Investigation of aromatase inhibitory activity of metal complexes of 8-hydroxyquinoline and uracil derivatives

Abstract

Purpose

Estrogens play important roles in the pathogenesis and progression of breast cancer as well as estrogen-related diseases. Aromatase is a key enzyme in the rate-limiting step of estrogen production, in which its inhibition is one strategy for controlling estrogen levels to improve prognosis of estrogen-related cancers and diseases.
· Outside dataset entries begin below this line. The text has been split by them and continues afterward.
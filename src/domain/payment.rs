use chrono::{DateTime, Utc};
use serde::{Deserialize, Serialize};
use std::collections::HashMap;
use thiserror::Error;
use uuid::Uuid;
use validator::Validate;

use crate::error::AppError;

/// Platform fee for `amount_cents` at `fee_bps` basis points, rounded down.
pub fn platform_fee(amount_cents: i64, fee_bps: u32) -> Result<i64, AppError> {
    let fee = i128::from(amount_cents.max(0)) * i128::from(fee_bps) / 10_000;
    i64::try_from(fee).map_err(|_| AppError::Validation("Amount is too large".to_string()))
}

/// What a checkout session or payment intent pays for. Serialized into the
/// platform's metadata and parsed back when webhooks arrive.
#[derive(Debug, Clone, PartialEq, Eq, Serialize, Deserialize)]
#[serde(tag = "kind", rename_all = "snake_case")]
pub enum PaymentPurpose {
    Booking {
        club_id: Uuid,
        booking_id: String,
        user_id: Uuid,
    },
    Membership {
        club_id: Uuid,
        plan_id: Uuid,
        user_id: Uuid,
        subscription_id: Uuid,
    },
    TopUp {
        club_id: Uuid,
        user_id: Uuid,
    },
}

#[derive(Debug, Error, PartialEq, Eq)]
pub enum MetadataError {
    #[error("metadata has no `{0}` entry")]
    Missing(&'static str),
    #[error("metadata entry `{0}` is malformed")]
    Malformed(&'static str),
    #[error("unknown payment kind `{0}`")]
    UnknownKind(String),
}

impl PaymentPurpose {
    pub fn kind(&self) -> &'static str {
        match self {
            PaymentPurpose::Booking { .. } => "booking",
            PaymentPurpose::Membership { .. } => "membership",
            PaymentPurpose::TopUp { .. } => "top_up",
        }
    }

    pub fn club_id(&self) -> Uuid {
        match self {
            PaymentPurpose::Booking { club_id, .. }
            | PaymentPurpose::Membership { club_id, .. }
            | PaymentPurpose::TopUp { club_id, .. } => *club_id,
        }
    }

    pub fn to_metadata(&self) -> HashMap<String, String> {
        let mut metadata = HashMap::new();
        metadata.insert("kind".to_string(), self.kind().to_string());
        metadata.insert("club_id".to_string(), self.club_id().to_string());
        match self {
            PaymentPurpose::Booking { booking_id, user_id, .. } => {
                metadata.insert("booking_id".to_string(), booking_id.clone());
                metadata.insert("user_id".to_string(), user_id.to_string());
            }
            PaymentPurpose::Membership {
                plan_id,
                user_id,
                subscription_id,
                ..
            } => {
                metadata.insert("plan_id".to_string(), plan_id.to_string());
                metadata.insert("user_id".to_string(), user_id.to_string());
                metadata.insert("subscription_id".to_string(), subscription_id.to_string());
            }
            PaymentPurpose::TopUp { user_id, .. } => {
                metadata.insert("user_id".to_string(), user_id.to_string());
            }
        }
        metadata
    }

    pub fn from_metadata(metadata: &HashMap<String, String>) -> Result<Self, MetadataError> {
        let kind = metadata
            .get("kind")
            .ok_or(MetadataError::Missing("kind"))?;
        let club_id = uuid_entry(metadata, "club_id")?;
        match kind.as_str() {
            "booking" => {
                let booking_id = metadata
                    .get("booking_id")
                    .filter(|id| !id.trim().is_empty())
                    .ok_or(MetadataError::Missing("booking_id"))?
                    .clone();
                Ok(PaymentPurpose::Booking {
                    club_id,
                    booking_id,
                    user_id: uuid_entry(metadata, "user_id")?,
                })
            }
            "membership" => Ok(PaymentPurpose::Membership {
                club_id,
                plan_id: uuid_entry(metadata, "plan_id")?,
                user_id: uuid_entry(metadata, "user_id")?,
                subscription_id: uuid_entry(metadata, "subscription_id")?,
            }),
            "top_up" => Ok(PaymentPurpose::TopUp {
                club_id,
                user_id: uuid_entry(metadata, "user_id")?,
            }),
            other => Err(MetadataError::UnknownKind(other.to_string())),
        }
    }
}

fn uuid_entry(
    metadata: &HashMap<String, String>,
    key: &'static str,
) -> Result<Uuid, MetadataError> {
    let value = metadata.get(key).ok_or(MetadataError::Missing(key))?;
    Uuid::parse_str(value).map_err(|_| MetadataError::Malformed(key))
}

/// A verified webhook delivery from the payments platform.
#[derive(Debug, Clone, Serialize, Deserialize)]
pub struct PlatformEvent {
    pub id: String,
    pub event_type: String,
    pub payload: EventPayload,
}

#[derive(Debug, Clone, Serialize, Deserialize)]
#[serde(tag = "object", rename_all = "snake_case")]
pub enum EventPayload {
    CheckoutCompleted {
        session_id: String,
        payment_intent_id: Option<String>,
        subscription_id: Option<String>,
        customer_id: Option<String>,
        metadata: HashMap<String, String>,
    },
    PaymentFailed {
        payment_intent_id: String,
        failure_message: Option<String>,
        metadata: HashMap<String, String>,
    },
    PaymentSucceeded {
        payment_intent_id: String,
        amount_cents: i64,
        description: Option<String>,
        metadata: HashMap<String, String>,
    },
    AccountUpdated {
        account_id: String,
        charges_enabled: bool,
        payouts_enabled: bool,
        details_submitted: bool,
    },
    InvoicePaid {
        invoice_id: String,
        subscription_id: Option<String>,
    },
    InvoicePaymentFailed {
        invoice_id: String,
        subscription_id: Option<String>,
    },
    SubscriptionDeleted {
        subscription_id: String,
    },
    Unhandled,
}

#[derive(Debug, Clone, Serialize, Deserialize)]
pub struct AccountBalance {
    pub user_id: Uuid,
    pub club_id: Uuid,
    pub balance_cents: i64,
    pub updated_at: DateTime<Utc>,
}

#[derive(Debug, Clone, Serialize, Deserialize)]
pub struct BalanceTransaction {
    pub id: Uuid,
    pub user_id: Uuid,
    pub club_id: Uuid,
    pub amount_cents: i64,
    pub balance_before_cents: i64,
    pub balance_after_cents: i64,
    pub payment_reference: Option<String>,
    pub description: String,
    pub created_at: DateTime<Utc>,
}

/// What a checkout session is opened for.
#[derive(Debug, Clone, PartialEq, Eq, Serialize, Deserialize)]
#[serde(tag = "type", rename_all = "snake_case")]
pub enum CheckoutTarget {
    Booking { booking_id: String },
    Membership { plan_id: Uuid },
}

#[derive(Debug, Clone, Serialize, Deserialize, Validate)]
pub struct CompletePaymentRequest {
    #[validate(length(min = 1, max = 40, message = "method is required"))]
    pub method: String,
    #[serde(default)]
    pub reference: Option<String>,
}

#[derive(Debug, Clone, Serialize, Deserialize, Validate)]
pub struct FailPaymentRequest {
    #[validate(length(min = 1, max = 500, message = "reason is required"))]
    pub reason: String,
}

#[derive(Debug, Clone, Serialize, Deserialize, Validate)]
pub struct TopUpRequest {
    #[validate(range(min = 1, max = 100_000_000, message = "amount_cents must be between 1 and 100000000"))]
    pub amount_cents: i64,
    #[serde(default)]
    pub description: Option<String>,
}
Herein, a series of metal (Mn, Cu, and Ni) complexes of 8-hydroxyquinoline (8HQ) and uracil derivatives (4–9) were investigated for their aromatase inhibitory and cytotoxic activities.

Methods

The aromatase inhibition assay was performed according to a Gentest™ kit using CYP19 enzyme, wherein ketoconazole and letrozole were used as reference drugs. The cytotoxicity was tested on normal embryonic lung cells (MRC-5) using 3-(4,5-dimethylthiazol-2-yl)-2,5-diphenyltetrazolium bromide (MTT) assay.

Results

Only Cu complexes (6 and 9) exhibited aromatase inhibitory effect with IC₅₀ 0.30 and 1.7 μM, respectively. Cytotoxicity test against MRC-5 cells showed that Mn and Cu complexes (5 and 6), as well as free ligand 8HQ, exhibited activity with IC₅₀ range 0.74–6.27 μM.

Conclusion

Cu complexes (6 and 9) were found to act as a novel class of aromatase inhibitor. Our findings suggest that these 8HQ–Cu–uracil complexes are promising agents that could be potentially developed as a selective anticancer agent for breast cancer and other estrogen-related diseases.

Keywords:

• aromatase inhibitor
• anticancer
• metal-based compound

Acknowledgments

This project was supported by the research grant of Srinakharinwirot University (BE 2555) and by the Office of the Higher Education Commission, Mahidol University under the National Research Universities Initiative. We gratefully acknowledge the Chulabhorn Research Institute for performing aromatase inhibition and cytotoxic assays.

Disclosure

The authors report no conflicts of interest in this work.